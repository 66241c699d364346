//! Native calls complete before returning to the script.

#[stackbind::function]
async fn load() -> i32 {
    1
}

fn main() {}
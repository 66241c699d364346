//! Conversion contracts between Rust types and script values.
//!
//! - [`FromValue`]: read a Rust value out of an argument slot
//! - [`IntoValue`]: write a Rust value into exactly one result slot
//! - [`IntoResults`]: write a return value as zero or more result slots
//!
//! ## Supported Types
//!
//! - Integers: `i8`..`i64`, `isize`, `u8`..`u64`, `usize` (range checked both ways)
//! - Floats: `f32`, `f64`
//! - Boolean: `bool` (engine truthiness on read)
//! - Byte strings: `&str`, `&[u8]` (borrowed), `String`, `Vec<u8>` (copied)
//! - `Option<T>` (nil is `None`), [`Value`], [`TableRef`], [`NativeFn`]
//! - Tuples, arrays and `#[derive(TupleLike)]` records (table mode)
//! - Unit `()` and `Result<T, E>` as return types
//!
//! `char` is deliberately absent: the engine has no fixed-width character
//! type, so callers convert to an integer or a string first.

use std::fmt::Display;

use crate::error::{ConversionError, NativeError};
use crate::runtime::{NativeFn, Results};
use crate::table::TableRef;
use crate::value::{Numeral, Value, float_to_integer};

/// Read a Rust value out of a script value.
///
/// The lifetime lets borrowed types such as `&str` point straight into the
/// slot without copying.
#[diagnostic::on_unimplemented(
    message = "`{Self}` cannot be read from a script value",
    label = "no conversion contract for `{Self}`",
    note = "`char` has no script representation; take a `u32` or a `&str` instead"
)]
pub trait FromValue<'v>: Sized {
    fn from_value(value: &'v Value) -> Result<Self, ConversionError>;
}

/// A [`FromValue`] type that does not borrow from the slot.
///
/// Table elements and generically wrapped functions need this, since their
/// values do not outlive the read.
pub trait FromValueOwned: for<'v> FromValue<'v> {}

impl<T> FromValueOwned for T where T: for<'v> FromValue<'v> {}

/// Write a Rust value as a single script value.
#[diagnostic::on_unimplemented(
    message = "`{Self}` cannot be written as a script value",
    label = "no conversion contract for `{Self}`",
    note = "`char` has no script representation; return a `u32` or a `String` instead"
)]
pub trait IntoValue {
    fn into_value(self) -> Result<Value, ConversionError>;
}

/// Write a return value as zero or more results.
///
/// Every [`IntoValue`] type writes one result. `()` writes none, and
/// [`Embedded`](crate::Embedded) writes one per element.
#[diagnostic::on_unimplemented(
    message = "`{Self}` cannot be returned to a script",
    label = "no result contract for `{Self}`"
)]
pub trait IntoResults {
    /// Push the results and report how many were pushed.
    fn push_results(self, results: &mut Results<'_>) -> Result<usize, NativeError>;
}

impl<T: IntoValue> IntoResults for T {
    fn push_results(self, results: &mut Results<'_>) -> Result<usize, NativeError> {
        results.push(self)?;
        Ok(1)
    }
}

impl IntoResults for () {
    fn push_results(self, _results: &mut Results<'_>) -> Result<usize, NativeError> {
        Ok(0)
    }
}

/// `Err` raises a runtime error carrying the error's message.
impl<T, E> IntoResults for Result<T, E>
where
    T: IntoResults,
    E: Display,
{
    fn push_results(self, results: &mut Results<'_>) -> Result<usize, NativeError> {
        match self {
            Ok(value) => value.push_results(results),
            Err(err) => Err(NativeError::runtime(err.to_string())),
        }
    }
}

// ============================================================================
// Numeric helpers
// ============================================================================

fn read_integer(value: &Value) -> Result<i64, ConversionError> {
    match value.to_numeral() {
        Some(Numeral::Integer(i)) => Ok(i),
        Some(Numeral::Float(n)) => {
            float_to_integer(n).ok_or(ConversionError::NoIntegerRepresentation { value: n })
        }
        None => Err(ConversionError::mismatch("number", value.type_name())),
    }
}

fn read_number(value: &Value) -> Result<f64, ConversionError> {
    match value.to_numeral() {
        Some(Numeral::Integer(i)) => Ok(i as f64),
        Some(Numeral::Float(n)) => Ok(n),
        None => Err(ConversionError::mismatch("number", value.type_name())),
    }
}

// ============================================================================
// Integer implementations
// ============================================================================

macro_rules! impl_integer {
    ($($ty:ty),*) => {
        $(
            impl<'v> FromValue<'v> for $ty {
                fn from_value(value: &'v Value) -> Result<Self, ConversionError> {
                    let raw = read_integer(value)?;
                    <$ty>::try_from(raw).map_err(|_| ConversionError::OutOfRange {
                        value: raw as i128,
                        target_type: stringify!($ty),
                    })
                }
            }

            impl IntoValue for $ty {
                fn into_value(self) -> Result<Value, ConversionError> {
                    // Widths above 64 bits (and u64 above i64::MAX) do not
                    // fit the engine integer.
                    i64::try_from(self)
                        .map(Value::Integer)
                        .map_err(|_| ConversionError::OutOfRange {
                            value: self as i128,
                            target_type: "integer",
                        })
                }
            }
        )*
    };
}

impl_integer!(i8, i16, i32, i64, isize, u8, u16, u32, u64, usize);

// ============================================================================
// Float implementations
// ============================================================================

impl<'v> FromValue<'v> for f64 {
    fn from_value(value: &'v Value) -> Result<Self, ConversionError> {
        read_number(value)
    }
}

/// Narrowing rounds to the nearest `f32`; precision loss is expected.
impl<'v> FromValue<'v> for f32 {
    fn from_value(value: &'v Value) -> Result<Self, ConversionError> {
        read_number(value).map(|n| n as f32)
    }
}

impl IntoValue for f64 {
    fn into_value(self) -> Result<Value, ConversionError> {
        Ok(Value::Number(self))
    }
}

impl IntoValue for f32 {
    fn into_value(self) -> Result<Value, ConversionError> {
        Ok(Value::Number(f64::from(self)))
    }
}

// ============================================================================
// Boolean
// ============================================================================

/// Never fails: any value has a truthiness.
impl<'v> FromValue<'v> for bool {
    fn from_value(value: &'v Value) -> Result<Self, ConversionError> {
        Ok(value.is_truthy())
    }
}

impl IntoValue for bool {
    fn into_value(self) -> Result<Value, ConversionError> {
        Ok(Value::Boolean(self))
    }
}

// ============================================================================
// Strings
// ============================================================================

/// Borrowed reads require an actual string; there is nothing to borrow from a number.
impl<'v> FromValue<'v> for &'v [u8] {
    fn from_value(value: &'v Value) -> Result<Self, ConversionError> {
        value
            .as_bytes()
            .ok_or_else(|| ConversionError::mismatch("string", value.type_name()))
    }
}

impl<'v> FromValue<'v> for &'v str {
    fn from_value(value: &'v Value) -> Result<Self, ConversionError> {
        let bytes = <&[u8]>::from_value(value)?;
        std::str::from_utf8(bytes).map_err(|_| ConversionError::InvalidUtf8)
    }
}

/// Owned reads also accept numbers, formatted the way the engine does.
impl<'v> FromValue<'v> for Vec<u8> {
    fn from_value(value: &'v Value) -> Result<Self, ConversionError> {
        match value {
            Value::String(bytes) => Ok(bytes.to_vec()),
            Value::Integer(_) | Value::Number(_) => Ok(value.to_string().into_bytes()),
            other => Err(ConversionError::mismatch("string", other.type_name())),
        }
    }
}

impl<'v> FromValue<'v> for String {
    fn from_value(value: &'v Value) -> Result<Self, ConversionError> {
        String::from_utf8(Vec::<u8>::from_value(value)?).map_err(|_| ConversionError::InvalidUtf8)
    }
}

impl IntoValue for &[u8] {
    fn into_value(self) -> Result<Value, ConversionError> {
        Ok(Value::string(self))
    }
}

impl IntoValue for &str {
    fn into_value(self) -> Result<Value, ConversionError> {
        Ok(Value::string(self))
    }
}

impl IntoValue for Vec<u8> {
    fn into_value(self) -> Result<Value, ConversionError> {
        Ok(Value::string(self))
    }
}

impl IntoValue for String {
    fn into_value(self) -> Result<Value, ConversionError> {
        Ok(Value::string(self))
    }
}

// ============================================================================
// Optional values
// ============================================================================

/// `nil` (including a missing argument) reads as `None`.
impl<'v, T: FromValue<'v>> FromValue<'v> for Option<T> {
    fn from_value(value: &'v Value) -> Result<Self, ConversionError> {
        match value {
            Value::Nil => Ok(None),
            other => T::from_value(other).map(Some),
        }
    }
}

impl<T: IntoValue> IntoValue for Option<T> {
    fn into_value(self) -> Result<Value, ConversionError> {
        match self {
            Some(value) => value.into_value(),
            None => Ok(Value::Nil),
        }
    }
}

// ============================================================================
// Engine handles
// ============================================================================

impl<'v> FromValue<'v> for Value {
    fn from_value(value: &'v Value) -> Result<Self, ConversionError> {
        Ok(value.clone())
    }
}

impl<'v> FromValue<'v> for &'v Value {
    fn from_value(value: &'v Value) -> Result<Self, ConversionError> {
        Ok(value)
    }
}

impl IntoValue for Value {
    fn into_value(self) -> Result<Value, ConversionError> {
        Ok(self)
    }
}

impl<'v> FromValue<'v> for TableRef {
    fn from_value(value: &'v Value) -> Result<Self, ConversionError> {
        value
            .as_table()
            .cloned()
            .ok_or_else(|| ConversionError::mismatch("table", value.type_name()))
    }
}

impl IntoValue for TableRef {
    fn into_value(self) -> Result<Value, ConversionError> {
        Ok(Value::Table(self))
    }
}

impl<'v> FromValue<'v> for NativeFn {
    fn from_value(value: &'v Value) -> Result<Self, ConversionError> {
        value
            .as_function()
            .cloned()
            .ok_or_else(|| ConversionError::mismatch("function", value.type_name()))
    }
}

impl IntoValue for NativeFn {
    fn into_value(self) -> Result<Value, ConversionError> {
        Ok(Value::Function(self))
    }
}
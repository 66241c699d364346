//! Registration errors.

use thiserror::Error;

/// One reason a registration batch cannot be installed.
#[derive(Debug, Clone, PartialEq, Eq, Error)]
pub enum RegistrationProblem {
    /// The (prefixed) name is not an identifier scripts can refer to.
    #[error("'{name}' is not a valid identifier")]
    InvalidName { name: String },

    /// The name is reserved by the engine.
    #[error("'{name}' is a reserved identifier")]
    Reserved { name: String },

    /// The name appears more than once in the batch.
    #[error("'{name}' is registered {count} times")]
    Duplicate { name: String, count: usize },

    /// The name is already bound in the target namespace.
    #[error("'{name}' is already defined")]
    AlreadyDefined { name: String },
}

impl RegistrationProblem {
    pub fn name(&self) -> &str {
        match self {
            RegistrationProblem::InvalidName { name }
            | RegistrationProblem::Reserved { name }
            | RegistrationProblem::Duplicate { name, .. }
            | RegistrationProblem::AlreadyDefined { name } => name,
        }
    }
}

/// Registration failed as a whole; nothing was installed.
#[derive(Debug, Clone, PartialEq, Eq, Error)]
pub enum RegistrationError {
    #[error("registration rejected: {}", join_problems(.problems))]
    Rejected { problems: Vec<RegistrationProblem> },
}

impl RegistrationError {
    pub fn problems(&self) -> &[RegistrationProblem] {
        match self {
            RegistrationError::Rejected { problems } => problems,
        }
    }
}

fn join_problems(problems: &[RegistrationProblem]) -> String {
    problems
        .iter()
        .map(ToString::to_string)
        .collect::<Vec<_>>()
        .join("; ")
}
//! Generic parameters cannot be monomorphized from a script call.

#[stackbind::function]
fn first<T: Clone>(items: Vec<T>) -> Option<T> {
    items.first().cloned()
}

fn main() {}
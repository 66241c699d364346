//! `char` has no conversion contract.

#[stackbind::function]
fn initial(c: char) -> bool {
    c.is_alphabetic()
}

fn main() {}
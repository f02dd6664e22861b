//! Batch load pipeline: staged records become graph nodes.
//!
//! Each node store is streamed, filtered through the "created" scope
//! [`DedupCache`], and cut into batches of `batch_size` rows. Every batch is
//! one write transaction. A batch rejected by a uniqueness constraint is
//! replayed one record per transaction so the new records in it still land;
//! the records that conflict are already in the graph and are counted, not
//! reported.

use crate::dedup::DedupCache;
use crate::error::{PrivmapError, Result, StoreError};
use crate::limiter::Limiter;
use crate::record::{DependencyRecord, FileRecord, NodeRecord, NodeSpec, PrincipalRecord, RunnerRecord};
use crate::staging::{StagingDir, Store};
use crate::store::{execute, GraphClient, Statement};
use crate::types::NodeKind;
use std::collections::BTreeMap;
use tracing::{debug, error, info, warn};

/// Default rows per node-creation transaction.
pub const DEFAULT_BATCH_SIZE: usize = 2000;

/// Tunables for node loading.
#[derive(Debug, Clone, Copy, PartialEq, Eq)]
pub struct LoadOptions {
    /// Rows per transaction.
    pub batch_size: usize,
    /// Node kinds loading at the same time.
    pub max_in_flight: usize,
}

impl Default for LoadOptions {
    fn default() -> Self {
        Self {
            batch_size: DEFAULT_BATCH_SIZE,
            max_in_flight: 2,
        }
    }
}

/// Counters for one node kind.
#[derive(Debug, Clone, Copy, Default, PartialEq, Eq)]
pub struct KindLoad {
    /// Well-formed records read.
    pub records: u64,
    /// Nodes created.
    pub created: u64,
    /// Records already present in the graph.
    pub conflicts: u64,
    /// Records already created earlier in this run.
    pub duplicates: u64,
    /// Lines that could not be parsed.
    pub malformed: u64,
    /// Batch transactions attempted.
    pub batches: u64,
}

/// Outcome of loading a staging directory.
#[derive(Debug, Clone, Default)]
pub struct LoadReport {
    /// Per-kind counters, for kinds that loaded.
    pub kinds: BTreeMap<NodeKind, KindLoad>,
    /// Kinds whose load stopped on an error, with the error text.
    pub failed: Vec<(NodeKind, String)>,
}

impl LoadReport {
    /// Nodes created across all kinds.
    pub fn created(&self) -> u64 {
        self.kinds.values().map(|k| k.created).sum()
    }

    /// Conflicts across all kinds.
    pub fn conflicts(&self) -> u64 {
        self.kinds.values().map(|k| k.conflicts).sum()
    }

    /// Malformed lines across all kinds.
    pub fn malformed(&self) -> u64 {
        self.kinds.values().map(|k| k.malformed).sum()
    }
}

/// Drives node creation for every node store of a staging directory.
pub struct LoadPipeline<'a> {
    client: &'a dyn GraphClient,
    created: &'a DedupCache,
    options: LoadOptions,
}

impl<'a> LoadPipeline<'a> {
    /// Builds a pipeline writing through `client`.
    ///
    /// `created` is the run's "created in store" scope; pass a fresh cache
    /// per run.
    pub fn new(client: &'a dyn GraphClient, created: &'a DedupCache, options: LoadOptions) -> Self {
        Self {
            client,
            created,
            options: LoadOptions {
                batch_size: options.batch_size.max(1),
                max_in_flight: options.max_in_flight.max(1),
            },
        }
    }

    /// Loads every node kind, at most `max_in_flight` at a time.
    ///
    /// A kind that fails is logged and recorded in [`LoadReport::failed`];
    /// the other kinds still load.
    pub fn load_all(&self, dir: &StagingDir) -> LoadReport {
        let limiter = Limiter::new(self.options.max_in_flight);
        let outcomes: Vec<(NodeKind, Result<KindLoad>)> = std::thread::scope(|scope| {
            let handles: Vec<_> = NodeKind::ALL
                .into_iter()
                .map(|kind| {
                    let limiter = &limiter;
                    let handle = std::thread::Builder::new()
                        .name(format!("load-{}", kind.label().to_lowercase()))
                        .spawn_scoped(scope, move || {
                            let _permit = limiter.acquire();
                            self.load_kind(dir, kind)
                        });
                    (kind, handle)
                })
                .collect();

            handles
                .into_iter()
                .map(|(kind, handle)| {
                    let outcome = match handle {
                        Ok(handle) => handle.join().unwrap_or_else(|_| {
                            Err(PrivmapError::Staging {
                                path: dir.path().join(kind.store_file()),
                                reason: "loader thread panicked".to_string(),
                            })
                        }),
                        Err(e) => Err(PrivmapError::Io(e)),
                    };
                    (kind, outcome)
                })
                .collect()
        });

        let mut report = LoadReport::default();
        for (kind, outcome) in outcomes {
            match outcome {
                Ok(load) => {
                    report.kinds.insert(kind, load);
                }
                Err(e) => {
                    error!(kind = %kind, error = %e, "node load failed");
                    report.failed.push((kind, e.to_string()));
                }
            }
        }
        info!(
            created = report.created(),
            conflicts = report.conflicts(),
            malformed = report.malformed(),
            failed = report.failed.len(),
            "node loading finished"
        );
        report
    }

    /// Loads one node kind from its store.
    pub fn load_kind(&self, dir: &StagingDir, kind: NodeKind) -> Result<KindLoad> {
        match kind {
            NodeKind::Exe | NodeKind::Dll | NodeKind::Directory => self.load_store::<FileRecord>(dir, kind),
            NodeKind::Principal => self.load_store::<PrincipalRecord>(dir, kind),
            NodeKind::Runner => self.load_store::<RunnerRecord>(dir, kind),
            NodeKind::Dependency => self.load_store::<DependencyRecord>(dir, kind),
        }
    }

    fn load_store<R: NodeRecord>(&self, dir: &StagingDir, kind: NodeKind) -> Result<KindLoad> {
        let store = Store::for_kind(kind);
        let mut load = KindLoad::default();
        let mut batch: Vec<(u64, NodeSpec)> = Vec::with_capacity(self.options.batch_size);

        for item in dir.records::<R>(store)? {
            let staged = match item {
                Ok(staged) => staged,
                Err(PrivmapError::MalformedRecord { line, reason, .. }) => {
                    warn!(store = store.file_name(), line, %reason, "skipping malformed record");
                    load.malformed += 1;
                    continue;
                }
                Err(e) => return Err(e),
            };
            load.records += 1;

            if !self.created.try_claim(kind, staged.record.nid()) {
                debug!(kind = %kind, nid = %staged.record.nid(), "already created in this run");
                load.duplicates += 1;
                continue;
            }
            batch.push((staged.line, staged.record.to_node(kind)));
            if batch.len() >= self.options.batch_size {
                self.commit_batch(store, kind, &mut batch, &mut load)?;
            }
        }
        if !batch.is_empty() {
            self.commit_batch(store, kind, &mut batch, &mut load)?;
        }

        info!(
            kind = %kind,
            records = load.records,
            created = load.created,
            conflicts = load.conflicts,
            batches = load.batches,
            "kind loaded"
        );
        Ok(load)
    }

    fn commit_batch(
        &self,
        store: Store,
        kind: NodeKind,
        batch: &mut Vec<(u64, NodeSpec)>,
        load: &mut KindLoad,
    ) -> Result<()> {
        load.batches += 1;
        let number = load.batches as usize;
        let first_line = batch.first().map(|(line, _)| *line).unwrap_or(0);
        let last_line = batch.last().map(|(line, _)| *line).unwrap_or(0);
        let entries: Vec<(u64, NodeSpec)> = std::mem::take(batch);
        let rows: Vec<NodeSpec> = entries.iter().map(|(_, spec)| spec.clone()).collect();
        let size = rows.len() as u64;

        match execute(self.client, &Statement::CreateNodes { kind, rows }) {
            Ok(_) => {
                debug!(kind = %kind, batch = number, rows = size, "batch committed");
                load.created += size;
                Ok(())
            }
            Err(e) if e.is_conflict() => {
                debug!(kind = %kind, batch = number, "batch hit existing nodes, retrying per record");
                self.replay(store, kind, number, entries, load)
            }
            Err(source) => Err(batch_error(store, number, first_line, last_line, source)),
        }
    }

    fn replay(
        &self,
        store: Store,
        kind: NodeKind,
        number: usize,
        entries: Vec<(u64, NodeSpec)>,
        load: &mut KindLoad,
    ) -> Result<()> {
        for (line, row) in entries {
            let nid = row.nid;
            match execute(self.client, &Statement::CreateNodes { kind, rows: vec![row] }) {
                Ok(_) => load.created += 1,
                Err(e) if e.is_conflict() => {
                    debug!(kind = %kind, nid = %nid, "node already exists");
                    load.conflicts += 1;
                }
                Err(source) => return Err(batch_error(store, number, line, line, source)),
            }
        }
        Ok(())
    }
}

fn batch_error(store: Store, batch: usize, first_line: u64, last_line: u64, source: StoreError) -> PrivmapError {
    PrivmapError::Batch {
        store: store.file_name().to_string(),
        batch,
        first_line,
        last_line,
        source,
    }
}
use anyhow::Result;
use privmap_core::store::MemoryGraph;
use privmap_core::{ContentId, EdgeKind, Identifier, ProcessReport};
use std::path::Path;

/// A node named the way a user would name it
#[derive(Debug, Clone)]
pub enum Node {
    Principal(String),
    Path(String),
    /// Path relative to the workspace host root
    Host(String),
    Runner(String),
    Dep(String),
}

impl Node {
    pub fn principal(name: &str) -> Self {
        Self::Principal(name.to_string())
    }

    pub fn path(path: &str) -> Self {
        Self::Path(path.to_string())
    }

    pub fn host(path: &str) -> Self {
        Self::Host(path.to_string())
    }

    pub fn runner(name: &str) -> Self {
        Self::Runner(name.to_string())
    }

    pub fn dep(name: &str) -> Self {
        Self::Dep(name.to_string())
    }

    /// Content id under `ident`
    pub fn id(&self, ident: &Identifier, host_root: &Path) -> ContentId {
        match self {
            Self::Principal(name) => ident.principal_id(name),
            Self::Path(path) => ident.path_id(path),
            Self::Host(path) => ident.path_id(&host_root.join(path).to_string_lossy()),
            Self::Runner(name) | Self::Dep(name) => ident.name_id(name),
        }
    }
}

/// Declarative assertions on the loaded graph and the last load report
pub enum Assertion {
    // Graph shape
    NodeCount(usize),
    LabelCount {
        label: String,
        count: usize,
    },
    EdgeCount {
        kind: EdgeKind,
        count: usize,
    },
    EdgeExists {
        from: Node,
        kind: EdgeKind,
        to: Node,
    },
    NoEdge {
        from: Node,
        to: Node,
    },

    // Paths
    PathCount {
        from: Node,
        to: Node,
        count: usize,
    },
    ShortestPath {
        from: Node,
        to: Node,
        kinds: Vec<EdgeKind>,
    },

    // Last process report
    Created(u64),
    Conflicts(u64),
    Malformed(u64),
    NoFailures,

    // Custom
    Custom(Box<dyn Fn(&MemoryGraph, Option<&ProcessReport>) -> Result<()> + Send + Sync>),
}

impl std::fmt::Debug for Assertion {
    fn fmt(&self, f: &mut std::fmt::Formatter<'_>) -> std::fmt::Result {
        match self {
            Self::NodeCount(n) => write!(f, "NodeCount({})", n),
            Self::LabelCount { label, count } => {
                write!(f, "LabelCount {{ label: {:?}, count: {} }}", label, count)
            }
            Self::EdgeCount { kind, count } => {
                write!(f, "EdgeCount {{ kind: {}, count: {} }}", kind, count)
            }
            Self::EdgeExists { from, kind, to } => {
                write!(f, "EdgeExists {{ from: {:?}, kind: {}, to: {:?} }}", from, kind, to)
            }
            Self::NoEdge { from, to } => write!(f, "NoEdge {{ from: {:?}, to: {:?} }}", from, to),
            Self::PathCount { from, to, count } => {
                write!(f, "PathCount {{ from: {:?}, to: {:?}, count: {} }}", from, to, count)
            }
            Self::ShortestPath { from, to, kinds } => {
                write!(f, "ShortestPath {{ from: {:?}, to: {:?}, kinds: {:?} }}", from, to, kinds)
            }
            Self::Created(n) => write!(f, "Created({})", n),
            Self::Conflicts(n) => write!(f, "Conflicts({})", n),
            Self::Malformed(n) => write!(f, "Malformed({})", n),
            Self::NoFailures => write!(f, "NoFailures"),
            Self::Custom(_) => write!(f, "Custom(<fn>)"),
        }
    }
}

== PROBLEM TO WORK ON ==
Go through the records and report each line that contains "MemoryGraph".

== YOUR SOLUTION ==
use privmap_core::store::MemoryGraph;
    Custom(Box<dyn Fn(&MemoryGraph, Option<&ProcessReport>) -> Result<()> + Send + Sync>),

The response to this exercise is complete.